> [Task prompt]:
The word "server" marks the lines to copy; find all of them in the entries below.

# # # # #

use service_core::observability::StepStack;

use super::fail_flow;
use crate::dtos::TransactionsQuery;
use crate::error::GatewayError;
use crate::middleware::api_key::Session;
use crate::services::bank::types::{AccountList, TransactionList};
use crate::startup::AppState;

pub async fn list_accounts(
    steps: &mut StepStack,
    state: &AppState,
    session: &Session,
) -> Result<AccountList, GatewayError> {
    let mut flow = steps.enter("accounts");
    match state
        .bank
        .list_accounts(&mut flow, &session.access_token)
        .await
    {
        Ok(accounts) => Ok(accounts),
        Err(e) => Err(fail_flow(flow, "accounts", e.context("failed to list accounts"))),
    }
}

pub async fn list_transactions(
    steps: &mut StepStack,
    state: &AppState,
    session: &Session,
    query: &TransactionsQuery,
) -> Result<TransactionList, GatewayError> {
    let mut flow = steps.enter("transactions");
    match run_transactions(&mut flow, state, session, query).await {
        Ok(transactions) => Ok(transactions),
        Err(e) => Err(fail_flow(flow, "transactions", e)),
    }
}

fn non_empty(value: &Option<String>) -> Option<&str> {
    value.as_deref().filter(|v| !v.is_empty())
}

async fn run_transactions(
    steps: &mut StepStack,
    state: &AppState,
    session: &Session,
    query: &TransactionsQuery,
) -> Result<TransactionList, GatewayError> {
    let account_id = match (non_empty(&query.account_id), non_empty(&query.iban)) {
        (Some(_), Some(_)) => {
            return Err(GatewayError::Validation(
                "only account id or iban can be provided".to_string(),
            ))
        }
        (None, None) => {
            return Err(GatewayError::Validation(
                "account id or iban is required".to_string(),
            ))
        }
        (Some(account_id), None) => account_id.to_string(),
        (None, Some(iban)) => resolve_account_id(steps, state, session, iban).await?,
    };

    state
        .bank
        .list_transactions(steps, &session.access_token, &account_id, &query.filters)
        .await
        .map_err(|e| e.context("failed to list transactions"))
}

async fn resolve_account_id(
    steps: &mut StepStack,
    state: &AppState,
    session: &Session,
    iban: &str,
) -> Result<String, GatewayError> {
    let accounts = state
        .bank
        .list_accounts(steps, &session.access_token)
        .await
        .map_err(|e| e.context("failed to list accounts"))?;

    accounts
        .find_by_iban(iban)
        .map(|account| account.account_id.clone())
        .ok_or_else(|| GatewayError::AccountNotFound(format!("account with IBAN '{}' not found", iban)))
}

# # # # #

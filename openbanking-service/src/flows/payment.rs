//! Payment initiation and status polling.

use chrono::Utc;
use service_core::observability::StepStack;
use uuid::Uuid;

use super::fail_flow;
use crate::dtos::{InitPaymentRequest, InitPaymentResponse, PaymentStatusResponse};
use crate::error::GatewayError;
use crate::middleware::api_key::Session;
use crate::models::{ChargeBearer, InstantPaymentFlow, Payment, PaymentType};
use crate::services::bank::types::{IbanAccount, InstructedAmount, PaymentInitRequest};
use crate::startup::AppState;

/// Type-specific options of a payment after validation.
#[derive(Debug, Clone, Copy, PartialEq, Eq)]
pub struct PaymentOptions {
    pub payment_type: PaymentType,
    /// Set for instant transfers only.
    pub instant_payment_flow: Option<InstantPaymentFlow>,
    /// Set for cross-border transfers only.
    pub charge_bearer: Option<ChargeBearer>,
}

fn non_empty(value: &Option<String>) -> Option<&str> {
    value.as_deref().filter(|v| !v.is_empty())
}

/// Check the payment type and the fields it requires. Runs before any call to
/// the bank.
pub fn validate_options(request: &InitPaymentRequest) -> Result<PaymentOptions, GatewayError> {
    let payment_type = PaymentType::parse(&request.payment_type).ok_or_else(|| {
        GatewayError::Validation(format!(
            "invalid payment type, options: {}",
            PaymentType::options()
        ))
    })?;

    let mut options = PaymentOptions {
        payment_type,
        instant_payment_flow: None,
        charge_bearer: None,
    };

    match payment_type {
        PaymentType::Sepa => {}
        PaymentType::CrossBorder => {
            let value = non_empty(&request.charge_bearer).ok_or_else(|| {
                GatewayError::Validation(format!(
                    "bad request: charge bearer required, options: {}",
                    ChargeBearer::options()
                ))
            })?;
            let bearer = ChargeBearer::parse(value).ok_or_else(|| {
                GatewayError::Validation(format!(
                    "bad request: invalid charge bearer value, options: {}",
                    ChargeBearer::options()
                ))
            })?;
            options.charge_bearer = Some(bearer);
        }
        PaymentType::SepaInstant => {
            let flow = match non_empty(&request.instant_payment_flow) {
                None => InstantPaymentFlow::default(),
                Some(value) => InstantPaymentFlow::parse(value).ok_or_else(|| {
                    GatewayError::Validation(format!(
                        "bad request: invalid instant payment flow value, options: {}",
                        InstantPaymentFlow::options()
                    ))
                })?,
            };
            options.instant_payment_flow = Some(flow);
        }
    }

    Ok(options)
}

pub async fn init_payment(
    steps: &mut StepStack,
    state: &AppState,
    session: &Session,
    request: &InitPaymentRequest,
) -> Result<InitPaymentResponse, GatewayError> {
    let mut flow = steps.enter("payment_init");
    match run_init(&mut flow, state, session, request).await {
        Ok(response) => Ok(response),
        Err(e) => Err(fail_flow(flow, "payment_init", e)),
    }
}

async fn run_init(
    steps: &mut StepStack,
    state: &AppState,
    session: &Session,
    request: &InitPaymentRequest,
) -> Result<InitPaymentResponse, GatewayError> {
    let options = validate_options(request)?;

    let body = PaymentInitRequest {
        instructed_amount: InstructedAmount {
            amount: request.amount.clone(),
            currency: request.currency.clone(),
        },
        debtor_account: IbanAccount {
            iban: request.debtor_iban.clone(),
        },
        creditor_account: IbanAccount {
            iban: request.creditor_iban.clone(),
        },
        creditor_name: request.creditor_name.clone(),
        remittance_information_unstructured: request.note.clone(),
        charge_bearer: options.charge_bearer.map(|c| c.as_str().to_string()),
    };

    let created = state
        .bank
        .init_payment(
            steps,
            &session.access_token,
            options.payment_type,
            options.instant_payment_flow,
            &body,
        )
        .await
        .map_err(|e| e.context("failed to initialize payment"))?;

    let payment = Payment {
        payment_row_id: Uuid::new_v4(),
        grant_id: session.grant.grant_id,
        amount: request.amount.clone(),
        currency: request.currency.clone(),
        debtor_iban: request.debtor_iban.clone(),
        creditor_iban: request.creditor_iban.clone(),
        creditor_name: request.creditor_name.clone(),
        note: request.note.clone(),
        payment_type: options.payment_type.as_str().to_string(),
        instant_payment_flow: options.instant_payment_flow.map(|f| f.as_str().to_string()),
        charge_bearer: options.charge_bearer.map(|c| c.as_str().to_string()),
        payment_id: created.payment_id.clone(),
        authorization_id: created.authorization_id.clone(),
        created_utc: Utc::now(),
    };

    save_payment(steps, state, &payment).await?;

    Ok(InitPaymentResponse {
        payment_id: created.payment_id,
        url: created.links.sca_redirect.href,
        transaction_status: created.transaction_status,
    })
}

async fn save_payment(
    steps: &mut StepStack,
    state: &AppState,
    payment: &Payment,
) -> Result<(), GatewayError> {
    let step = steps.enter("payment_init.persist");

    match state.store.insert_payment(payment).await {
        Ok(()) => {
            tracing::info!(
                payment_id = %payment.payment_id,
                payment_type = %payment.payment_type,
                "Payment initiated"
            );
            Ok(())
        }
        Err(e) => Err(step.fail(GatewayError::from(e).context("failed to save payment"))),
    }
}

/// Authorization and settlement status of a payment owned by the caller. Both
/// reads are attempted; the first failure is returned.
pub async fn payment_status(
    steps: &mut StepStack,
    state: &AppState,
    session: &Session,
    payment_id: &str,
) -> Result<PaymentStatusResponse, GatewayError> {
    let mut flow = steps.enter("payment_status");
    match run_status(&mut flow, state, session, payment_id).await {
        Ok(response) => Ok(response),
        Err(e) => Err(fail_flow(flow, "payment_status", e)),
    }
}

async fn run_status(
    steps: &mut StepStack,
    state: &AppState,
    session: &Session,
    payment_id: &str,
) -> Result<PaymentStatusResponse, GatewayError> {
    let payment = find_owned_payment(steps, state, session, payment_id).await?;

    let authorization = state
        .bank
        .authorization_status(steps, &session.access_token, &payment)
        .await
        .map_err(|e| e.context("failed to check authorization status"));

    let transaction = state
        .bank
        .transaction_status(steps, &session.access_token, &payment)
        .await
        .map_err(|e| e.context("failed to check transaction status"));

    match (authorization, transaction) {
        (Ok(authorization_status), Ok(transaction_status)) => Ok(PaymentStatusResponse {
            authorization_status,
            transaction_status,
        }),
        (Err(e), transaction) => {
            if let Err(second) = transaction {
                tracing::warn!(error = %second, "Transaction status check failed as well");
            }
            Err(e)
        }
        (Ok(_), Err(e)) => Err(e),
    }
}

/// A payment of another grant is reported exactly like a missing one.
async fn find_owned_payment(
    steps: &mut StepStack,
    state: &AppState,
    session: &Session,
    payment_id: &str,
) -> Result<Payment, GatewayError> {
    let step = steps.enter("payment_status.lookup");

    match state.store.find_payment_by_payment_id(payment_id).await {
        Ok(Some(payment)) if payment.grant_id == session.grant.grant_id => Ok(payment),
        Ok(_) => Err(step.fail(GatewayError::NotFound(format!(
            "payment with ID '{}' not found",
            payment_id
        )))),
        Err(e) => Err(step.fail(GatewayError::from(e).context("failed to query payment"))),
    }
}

# # # # #

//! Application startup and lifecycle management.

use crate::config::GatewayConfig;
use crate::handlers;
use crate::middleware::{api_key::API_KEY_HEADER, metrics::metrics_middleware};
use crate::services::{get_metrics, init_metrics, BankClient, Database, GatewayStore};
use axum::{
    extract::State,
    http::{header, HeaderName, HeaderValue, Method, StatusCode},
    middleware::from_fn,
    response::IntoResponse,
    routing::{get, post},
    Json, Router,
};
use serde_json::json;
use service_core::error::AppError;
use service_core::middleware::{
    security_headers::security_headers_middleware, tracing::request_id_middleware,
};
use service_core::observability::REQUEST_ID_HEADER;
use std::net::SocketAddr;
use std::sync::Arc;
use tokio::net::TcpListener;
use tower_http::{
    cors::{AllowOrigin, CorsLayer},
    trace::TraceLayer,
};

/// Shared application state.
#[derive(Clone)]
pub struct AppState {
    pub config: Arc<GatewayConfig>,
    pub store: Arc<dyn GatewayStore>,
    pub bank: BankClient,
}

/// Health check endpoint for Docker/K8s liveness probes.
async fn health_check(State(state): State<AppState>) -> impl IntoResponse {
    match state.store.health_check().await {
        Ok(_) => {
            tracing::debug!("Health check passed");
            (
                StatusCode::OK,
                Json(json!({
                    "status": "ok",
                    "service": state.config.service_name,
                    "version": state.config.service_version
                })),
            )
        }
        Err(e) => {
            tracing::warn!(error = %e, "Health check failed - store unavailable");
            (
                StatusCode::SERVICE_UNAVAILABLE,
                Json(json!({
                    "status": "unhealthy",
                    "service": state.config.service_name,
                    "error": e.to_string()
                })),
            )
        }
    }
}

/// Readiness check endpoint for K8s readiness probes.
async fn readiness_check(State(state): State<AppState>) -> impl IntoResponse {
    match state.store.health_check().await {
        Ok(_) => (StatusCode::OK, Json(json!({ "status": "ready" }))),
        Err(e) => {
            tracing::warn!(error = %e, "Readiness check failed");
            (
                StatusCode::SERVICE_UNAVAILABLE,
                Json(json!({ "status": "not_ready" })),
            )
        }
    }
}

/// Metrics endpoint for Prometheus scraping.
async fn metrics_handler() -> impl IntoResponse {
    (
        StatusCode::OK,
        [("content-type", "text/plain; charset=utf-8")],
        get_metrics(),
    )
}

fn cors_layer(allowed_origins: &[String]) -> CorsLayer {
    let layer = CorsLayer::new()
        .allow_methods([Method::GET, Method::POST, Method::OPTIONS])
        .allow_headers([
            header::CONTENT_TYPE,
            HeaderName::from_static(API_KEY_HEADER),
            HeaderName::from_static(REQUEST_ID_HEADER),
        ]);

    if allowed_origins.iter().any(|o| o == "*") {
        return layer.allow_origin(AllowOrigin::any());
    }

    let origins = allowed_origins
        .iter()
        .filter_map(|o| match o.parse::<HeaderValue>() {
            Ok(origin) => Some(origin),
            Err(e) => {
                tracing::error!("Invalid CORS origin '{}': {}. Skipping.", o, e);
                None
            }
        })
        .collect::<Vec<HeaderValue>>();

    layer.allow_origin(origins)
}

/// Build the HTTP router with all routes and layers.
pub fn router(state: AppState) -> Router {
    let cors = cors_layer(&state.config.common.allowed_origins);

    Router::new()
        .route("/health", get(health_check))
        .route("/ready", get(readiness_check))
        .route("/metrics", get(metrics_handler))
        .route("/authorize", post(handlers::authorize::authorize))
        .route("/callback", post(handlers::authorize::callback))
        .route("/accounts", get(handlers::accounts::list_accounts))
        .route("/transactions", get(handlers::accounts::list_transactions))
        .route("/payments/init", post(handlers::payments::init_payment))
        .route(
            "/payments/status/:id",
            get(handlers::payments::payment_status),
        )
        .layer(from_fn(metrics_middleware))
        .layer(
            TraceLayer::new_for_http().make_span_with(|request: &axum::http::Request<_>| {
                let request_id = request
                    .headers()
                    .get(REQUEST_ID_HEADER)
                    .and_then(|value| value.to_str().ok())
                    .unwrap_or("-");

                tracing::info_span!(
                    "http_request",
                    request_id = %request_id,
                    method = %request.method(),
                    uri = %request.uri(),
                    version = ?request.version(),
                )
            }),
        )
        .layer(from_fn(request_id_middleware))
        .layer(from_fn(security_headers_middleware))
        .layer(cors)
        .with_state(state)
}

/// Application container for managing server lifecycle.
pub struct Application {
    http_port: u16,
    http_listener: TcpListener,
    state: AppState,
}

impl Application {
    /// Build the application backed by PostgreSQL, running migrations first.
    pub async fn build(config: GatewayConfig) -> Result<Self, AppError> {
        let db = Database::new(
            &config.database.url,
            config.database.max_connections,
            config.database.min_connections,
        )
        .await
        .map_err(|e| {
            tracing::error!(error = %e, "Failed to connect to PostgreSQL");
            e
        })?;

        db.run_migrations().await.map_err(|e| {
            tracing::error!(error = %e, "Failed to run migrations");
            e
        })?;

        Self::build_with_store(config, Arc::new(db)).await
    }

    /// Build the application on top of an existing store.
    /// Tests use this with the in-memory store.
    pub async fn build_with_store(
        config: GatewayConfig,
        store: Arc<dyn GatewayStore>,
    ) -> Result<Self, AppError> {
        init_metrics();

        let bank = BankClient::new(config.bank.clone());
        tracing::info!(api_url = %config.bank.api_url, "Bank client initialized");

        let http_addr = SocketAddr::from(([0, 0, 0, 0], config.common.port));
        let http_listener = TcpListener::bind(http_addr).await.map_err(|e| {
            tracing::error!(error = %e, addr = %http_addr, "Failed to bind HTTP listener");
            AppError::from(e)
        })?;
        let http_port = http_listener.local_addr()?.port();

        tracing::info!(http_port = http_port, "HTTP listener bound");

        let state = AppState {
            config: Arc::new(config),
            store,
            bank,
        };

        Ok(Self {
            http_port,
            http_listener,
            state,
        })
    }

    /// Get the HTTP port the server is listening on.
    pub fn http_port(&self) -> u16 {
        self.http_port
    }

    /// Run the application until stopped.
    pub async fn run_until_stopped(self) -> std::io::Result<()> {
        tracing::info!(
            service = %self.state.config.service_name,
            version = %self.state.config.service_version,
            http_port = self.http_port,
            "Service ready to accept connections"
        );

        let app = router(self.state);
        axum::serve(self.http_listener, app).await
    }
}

# # # # #

> [Problem solution]:
/// Application container for managing server lifecycle.
    /// Get the HTTP port the server is listening on.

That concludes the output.